John Dillinger, while being booked at the Crown Point, Indiana, jail, was asked by a newsman what he thought of Bonnie Parker and Clyde Barrow. He grinned lopsidedly and replied, “They’re a pair of punks. They’re giving bank robbery a bad name.” In New Orleans the respectable criminal infrastructure of the city was being replaced by pipeheads and street pukes. They were the new “punks” and they were ruining the fun for everyone.
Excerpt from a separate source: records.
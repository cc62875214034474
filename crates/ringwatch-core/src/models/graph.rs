//! The directed transaction multigraph built from parsed transaction rows.

use std::collections::HashMap;

use chrono::NaiveDateTime;

/// Index of a node within a [`Graph`]. Assigned in first-seen order starting at 0.
pub type NodeIndex = usize;

/// Index of an edge within a [`Graph`]. Assigned in insertion order starting at 0.
pub type EdgeIndex = usize;

/// A single transaction, materialized as a directed edge.
#[derive(Debug, Clone)]
pub struct Edge {
    pub source: NodeIndex,
    pub target: NodeIndex,
    pub transaction_id: String,
    pub amount: f64,
    pub timestamp: NaiveDateTime,
}

/// A directed multigraph of accounts and the transactions between them.
///
/// Nodes are addressed both by their account id string and by a dense
/// [`NodeIndex`] assigned the first time the account is seen; every
/// adjacency lookup is an O(1) slice index rather than a hash lookup.
#[derive(Debug, Clone, Default)]
pub struct Graph {
    node_ids: Vec<String>,
    node_index: HashMap<String, NodeIndex>,
    edges: Vec<Edge>,
    outgoing: Vec<Vec<EdgeIndex>>,
    incoming: Vec<Vec<EdgeIndex>>,
}

impl Graph {
    pub fn new() -> Self {
        Self::default()
    }

    /// Look up the node for `id`, creating it (in first-seen order) if absent.
    pub fn ensure_node(&mut self, id: &str) -> NodeIndex {
        if let Some(&idx) = self.node_index.get(id) {
            return idx;
        }
        let idx = self.node_ids.len();
        self.node_ids.push(id.to_string());
        self.node_index.insert(id.to_string(), idx);
        self.outgoing.push(Vec::new());
        self.incoming.push(Vec::new());
        idx
    }

    pub fn add_edge(
        &mut self,
        source: NodeIndex,
        target: NodeIndex,
        transaction_id: String,
        amount: f64,
        timestamp: NaiveDateTime,
    ) -> EdgeIndex {
        let id = self.edges.len();
        self.outgoing[source].push(id);
        self.incoming[target].push(id);
        self.edges.push(Edge {
            source,
            target,
            transaction_id,
            amount,
            timestamp,
        });
        id
    }

    pub fn node_count(&self) -> usize {
        self.node_ids.len()
    }

    pub fn edge_count(&self) -> usize {
        self.edges.len()
    }

    pub fn node_id(&self, idx: NodeIndex) -> &str {
        &self.node_ids[idx]
    }

    /// All node ids, in first-seen order.
    pub fn node_ids(&self) -> &[String] {
        &self.node_ids
    }

    pub fn node_index_of(&self, id: &str) -> Option<NodeIndex> {
        self.node_index.get(id).copied()
    }

    pub fn edge(&self, idx: EdgeIndex) -> &Edge {
        &self.edges[idx]
    }

    /// All edges, in insertion (original row) order.
    pub fn edges(&self) -> &[Edge] {
        &self.edges
    }

    pub fn outgoing(&self, node: NodeIndex) -> &[EdgeIndex] {
        &self.outgoing[node]
    }

    pub fn incoming(&self, node: NodeIndex) -> &[EdgeIndex] {
        &self.incoming[node]
    }

    pub fn out_degree(&self, node: NodeIndex) -> usize {
        self.outgoing[node].len()
    }

    pub fn in_degree(&self, node: NodeIndex) -> usize {
        self.incoming[node].len()
    }

    pub fn degree(&self, node: NodeIndex) -> usize {
        self.out_degree(node) + self.in_degree(node)
    }
}

#[cfg(test)]
mod tests {
    use super::*;
    use chrono::NaiveDate;

    fn ts(s: &str) -> NaiveDateTime {
        NaiveDate::parse_from_str(s, "%Y-%m-%d")
            .unwrap()
            .and_hms_opt(0, 0, 0)
            .unwrap()
    }

    #[test]
    fn ensure_node_is_idempotent_and_preserves_order() {
        let mut g = Graph::new();
        let a = g.ensure_node("A");
        let b = g.ensure_node("B");
        let a_again = g.ensure_node("A");
        assert_eq!(a, a_again);
        assert_eq!(g.node_ids(), &["A".to_string(), "B".to_string()]);
        assert_ne!(a, b);
    }

    #[test]
    fn add_edge_updates_both_adjacency_lists() {
        let mut g = Graph::new();
        let a = g.ensure_node("A");
        let b = g.ensure_node("B");
        g.add_edge(a, b, "t1".into(), 100.0, ts("2024-01-01"));
        assert_eq!(g.out_degree(a), 1);
        assert_eq!(g.in_degree(b), 1);
        assert_eq!(g.in_degree(a), 0);
        assert_eq!(g.degree(a), 1);
        assert_eq!(g.degree(b), 1);
    }
}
But some members of the old order clung to the old ways and refused to accept the fact they were dinosaurs. One of these was a 585-pound pile of whale sperm by the name of Fat Tommy Whalen, also know as Tommy Orca and Tommy Fins. He wore ice-cream linen suits and had slits for eyes. His neighborhood country club revoked his membership after he cannonballed off the diving board and sent a tidal wave into a wedding party and knocked the bride into a flower bed. His family vehicle was an SUV whose undercarriage was supported by tank springs. The youngest of his five children, his daughter, weighed over three hundred pounds. Years ago, every Wednesday and Saturday night, Tommy took the entire Whalen family to an all-you-can-eat, six-dollar buffet in Metairie and drove the owner out of business. He was a Damon Runyon character I had shared a box with at the racetrack, a gelatinous cartoon of a human being who smelled of baby power and lilac water and mouth spray. But the dope culture had been the bane of respectable illegal enterprise in New Orleans, and Tommy’s personal code had gone down the toilet with the city’s.
The shorter version? Clete Purcel had managed to walk into an airplane propeller.
The general story made the Times-Picayune; the particulars came to me from a New Iberia paramedic who had gone to work in New Orleans right after the storm.